REQUIREMENT:
Run through the records and, wherever a line holds the word "loading", return that line.

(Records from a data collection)
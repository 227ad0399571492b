//! Parameter loading for the CLI.
//!
//! Parameters come from an optional JSON file and are then overridden by any
//! flags given on the command line. Output settings (container and sample
//! encoding) are resolved separately from the destination path.

use snipweave_spec::{SampleSubtype, SaveFormat, SeedToken, SynthesisParams, WindowChoice};
use std::path::{Path, PathBuf};

use crate::commands::json_output::error_codes;

/// Per-flag parameter overrides. `None` keeps the file (or default) value.
#[derive(Debug, Clone, Default, PartialEq)]
pub struct ParamOverrides {
    pub clip_ms: Option<f64>,
    pub overlap_ms: Option<f64>,
    pub output_seconds: Option<f64>,
    pub gain: Option<f64>,
    pub window: Option<WindowChoice>,
    pub seed: Option<String>,
}

impl ParamOverrides {
    /// Writes every set override into `params`.
    pub fn apply(&self, params: &mut SynthesisParams) {
        if let Some(v) = self.clip_ms {
            params.clip_ms = v;
        }
        if let Some(v) = self.overlap_ms {
            params.overlap_ms = v;
        }
        if let Some(v) = self.output_seconds {
            params.output_seconds = v;
        }
        if let Some(v) = self.gain {
            params.gain = v;
        }
        if let Some(v) = self.window {
            params.window = v;
        }
        if let Some(seed) = &self.seed {
            params.seed = Some(SeedToken::Text(seed.clone()));
        }
    }
}

/// Parameters ready for synthesis, with their provenance.
#[derive(Debug, Clone)]
pub struct LoadedParams {
    /// Merged parameters (not yet validated).
    pub params: SynthesisParams,
    /// BLAKE3 of the parameter file, when one was read.
    pub source_hash: Option<String>,
}

/// Errors that can occur while loading parameters.
#[derive(Debug)]
pub enum InputError {
    /// File could not be read.
    FileRead {
        path: PathBuf,
        source: std::io::Error,
    },

    /// JSON parsing failed.
    JsonParse { path: PathBuf, message: String },
}

impl InputError {
    /// Stable error code for JSON output.
    pub fn code(&self) -> &'static str {
        match self {
            InputError::FileRead { .. } => error_codes::FILE_READ,
            InputError::JsonParse { .. } => error_codes::JSON_PARSE,
        }
    }
}

impl std::fmt::Display for InputError {
    fn fmt(&self, f: &mut std::fmt::Formatter<'_>) -> std::fmt::Result {
        match self {
            InputError::FileRead { path, source } => {
                write!(f, "failed to read file '{}': {}", path.display(), source)
            }
            InputError::JsonParse { path, message } => {
                write!(f, "invalid parameter file '{}': {}", path.display(), message)
            }
        }
    }
}

impl std::error::Error for InputError {
    fn source(&self) -> Option<&(dyn std::error::Error + 'static)> {
        match self {
            InputError::FileRead { source, .. } => Some(source),
            _ => None,
        }
    }
}

/// Loads parameters from an optional JSON file and applies overrides.
///
/// Without a file the defaults are used as the base.
///
/// # Example
/// ```
/// use snipweave_cli::input::{load_params, ParamOverrides};
///
/// let overrides = ParamOverrides {
///     gain: Some(0.5),
///     ..ParamOverrides::default()
/// };
/// let loaded = load_params(None, &overrides).unwrap();
/// assert_eq!(loaded.params.gain, 0.5);
/// assert_eq!(loaded.params.clip_ms, 250.0);
/// ```
pub fn load_params(
    path: Option<&Path>,
    overrides: &ParamOverrides,
) -> Result<LoadedParams, InputError> {
    let (mut params, source_hash) = match path {
        Some(path) => {
            let content = std::fs::read_to_string(path).map_err(|e| InputError::FileRead {
                path: path.to_path_buf(),
                source: e,
            })?;
            let source_hash = blake3::hash(content.as_bytes()).to_hex().to_string();
            let params =
                SynthesisParams::from_json(&content).map_err(|e| InputError::JsonParse {
                    path: path.to_path_buf(),
                    message: e.to_string(),
                })?;
            (params, Some(source_hash))
        }
        None => (SynthesisParams::default(), None),
    };

    overrides.apply(&mut params);
    Ok(LoadedParams {
        params,
        source_hash,
    })
}

/// Container and encoding for a save.
#[derive(Debug, Clone, Copy, PartialEq, Eq)]
pub struct OutputSettings {
    pub format: SaveFormat,
    pub subtype: SampleSubtype,
}

impl OutputSettings {
    /// Resolves output settings for a destination.
    ///
    /// The format is the explicit name if given (unknown names fall back to
    /// WAV), else inferred from the destination extension, else WAV. The
    /// subtype is the explicit one, or the source's with `keep_subtype`, or
    /// `PCM_16`. A float subtype is downgraded to `PCM_16` for AIFF.
    pub fn resolve(
        destination: &Path,
        format: Option<&str>,
        subtype: Option<SampleSubtype>,
        keep_subtype: bool,
        source_subtype: SampleSubtype,
    ) -> Self {
        let format = match format {
            Some(name) => SaveFormat::from_name_lossy(name),
            None => SaveFormat::from_path(destination).unwrap_or_default(),
        };

        let mut subtype = match subtype {
            Some(s) => s,
            None if keep_subtype => source_subtype,
            None => SampleSubtype::default(),
        };
        if format == SaveFormat::Aiff && subtype.is_float() {
            tracing::warn!("AIFF cannot store float samples; writing PCM_16");
            subtype = SampleSubtype::Pcm16;
        }

        Self { format, subtype }
    }
}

SOLUTION TO THE EXERCISE:
//! Parameter loading for the CLI.
/// Errors that can occur while loading parameters.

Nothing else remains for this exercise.